Review of “Everest”

♪Oh baby there ain’t no mountain high enough-♪

Actually no I think this one is.Everest_poster

Everest is a VERY interesting movie that sticks true to the facts of the event it’s based on, the 1996 Mount Everest disaster. I’ve been reading up on the real thing (this movie is good enough that it makes you want to research the story afterwards), and I was shocked to find out virtually everything in this movie is accurate to the real accounts; virtually nothing is Hollywood-ized for the sake of a more dramatic movie. If anything, the movie actually underplayed some of the human vs. human conflict between Rob Hall’s expedition and Scott Fischer’s. Isn’t that nuts?

That’s really where a lot of my love from this movie stems. It is grass-roots-level accurate. It doesn’t follow the Hollywood cookie cutter mold of the human spirit always triumphing, it follows the real life events of how one mountain destroyed a group of overzealous climbers. SPOILER: Every death in the movie is as accurate to the real accounts as possible. This includes BIGGER SPOILER the hypothesized cause of Doug Hansen’s death via falling and the far more detailed and educated hypothesis regarding the death by HAPE of Scott Fischer.

To this movie’s massive credit: firstly, the soundtrack is great. It’s got the Nepal-style music found in Far Cry 4, also based in a region neighboring Everest, so the feeling of the local culture is definitely present. Secondly, the whole ordeal is handled super maturely. It can be grizzly, it can be upsetting. But at the end of the day, Hollywood doesn’t dig its claws into the story; rather, it lets the true events unfold onscreen. If there’s a single moment of this movie I’ll remember for the rest of my life, it’s a bit involving a photo at the very end that reflects a bit from early in the first act of the movie. It made the whole thing come full circle and was downright haunting (I’ll refrain from putting the spoiler-y details here regarding that scene, as you’ll know it when you come to it, when you go to see this movie in a theatre [which you really should]).

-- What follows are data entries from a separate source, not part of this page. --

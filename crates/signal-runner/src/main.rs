//! Signal runner
//!
//! Loads engine configuration, runs a built-in checkout signal against an
//! in-memory store and prints the completed trace as JSON.
//!
//! ```text
//! signal-runner [config.yaml]
//! ```

use anyhow::{Context, Result};
use serde_json::json;
use signal_config::EngineConfig;
use signal_engine::{Action, Chain, Engine, Outcome, Signal};
use signal_state_store::{StatePath, StateStore, TreeStore};
use std::sync::Arc;
use std::time::Duration;
use tracing::{info, Level};
use tracing_subscriber::FmtSubscriber;

fn load_config() -> Result<EngineConfig> {
    match std::env::args().nth(1) {
        Some(path) => EngineConfig::load(&path)
            .with_context(|| format!("Failed to load engine configuration from {}", path)),
        None => Ok(EngineConfig::default()),
    }
}

/// Validates the cart, then reserves stock and charges the card concurrently
fn checkout(engine: &Engine) -> Result<Signal> {
    let validate = Action::sync("validate_cart", |args, state| {
        let items = args
            .get("items")
            .and_then(|items| items.as_array())
            .cloned()
            .unwrap_or_default();
        if items.is_empty() {
            return Ok(Outcome::error(json!({"reason": "empty cart"})));
        }
        state.set(["cart", "items"], items.clone())?;
        Ok(Outcome::success(json!({"item_count": items.len()})))
    })
    .with_outputs(["success", "error"]);

    let reserve = Action::asynchronous("reserve_stock", |args, state| async move {
        tokio::time::sleep(Duration::from_millis(20)).await;
        let reserved = state.get(["cart", "items"]).unwrap_or_else(|| json!([]));
        Ok(Outcome::next()
            .with("reserved", reserved)
            .with("order_for", args.get("user").cloned().unwrap_or_default()))
    });

    let charge = Action::asynchronous("charge_card", |args, _| async move {
        tokio::time::sleep(Duration::from_millis(5)).await;
        let count = args.get("item_count").and_then(|c| c.as_u64()).unwrap_or(0);
        Ok(Outcome::success(json!({"charged": count * 1000})))
    })
    .with_outputs(["success", "declined"]);

    let receipt = Action::sync("write_receipt", |args, state| {
        state.push("receipts", json!({"charged": args.get("charged").cloned()}))?;
        Ok(Outcome::next())
    });

    let reject = Action::sync("reject_cart", |args, state| {
        state.set("last_error", args.get("reason").cloned().unwrap_or_default())?;
        Ok(Outcome::next())
    });

    let definition = vec![
        validate.into(),
        Chain::paths([
            (
                "success",
                vec![Chain::parallel([
                    reserve.into(),
                    charge.into(),
                    Chain::paths([("success", vec![receipt.into()])]),
                ])],
            ),
            ("error", vec![reject.into()]),
        ]),
    ];

    Ok(engine.create("checkout", &definition)?)
}

#[tokio::main]
async fn main() -> Result<()> {
    let config = load_config()?;

    let level: Level = config
        .log_level
        .parse()
        .with_context(|| format!("Invalid log level '{}'", config.log_level))?;
    let subscriber = FmtSubscriber::builder()
        .with_max_level(level)
        .with_target(true)
        .finish();
    tracing::subscriber::set_global_default(subscriber)?;

    info!(policy = ?config.on_step_error, "Starting signal runner");

    let store = Arc::new(TreeStore::new());
    let engine = Engine::new(store.clone(), config);
    let signal = checkout(&engine)?;

    let trace = signal
        .run(&json!({"user": "ada", "items": ["book", "lamp"]}))
        .await?;

    info!(
        run_id = %trace.id,
        duration_ms = trace.duration,
        receipts = %store.get(&StatePath::from("receipts")).unwrap_or_default(),
        "Checkout finished"
    );

    println!("{}", serde_json::to_string_pretty(&trace)?);
    Ok(())
}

Unfortunately, while this was the single movie in my life I actually wanted to go see in IMAX, the cards aligned so that it was either a convenient 2D (or 3D but even for this movie 3D is the stupidest gimmick ever) showing or not at all. Still, if you have the opportunity to get that bigger-than-big screen experience, I totally recommend you do it. Just from the 2D viewing, I can imagine how intense the movie would be on an IMAX screen

My only real gripe with the movie is that the pacing in the final quarter of the movie is wacky. Everything up until that point is masterfully done, but once the storm hits the director kind of loses his grip on an otherwise cohesive, flowing story. But the amazing thing is, the movie’s good enough that you’re not even there for the storm. Well, I mean, maybe you were like me and decided to check out the movie BECAUSE of the storm in the trailer, but once you’re actually in the theatre you totally forget there’s a storm on the horizon until it actually happens. And that’s simply because the characters and writing are that good. You just enjoy the basic struggle of watching a band of people trying to reach the top of Everest for the first three quarters of the movie. One quote from Gyllenhaal’s character sticks with me hours later because of how great (and comic relief-y) it is: “It’s not the altitude, it’s the attitude.”. Bahahaha. Not to mention that the writers SPOILERRRRRRR really focus their efforts on humanizing the people who are destined to die. This means the sweet old Doug who just wants to fulfill a life dream that he failed on the first time around and whose funding for this trip comes from a fundraising mission by a group of school children is the one who must die. This means Yasuko Namba, the oldest woman to attempt to climb Everest and complete the final of the seven deadly ascents, won’t reach the bottom to tell of her success. This means Rob Hall, the group leader expecting a daughter two months down the line, won’t ever be able to see her smile. It’s gut-wrenching, simply because you know it was REAL.

So please, go pay for a ticket and see Everest in theatres. Support awareness of an emotional true story done complete justice by Hollywood. Show that we want to recognize the biggest heroes of humanity on the big screen through accurate depictions of their struggles rather than embellished versions.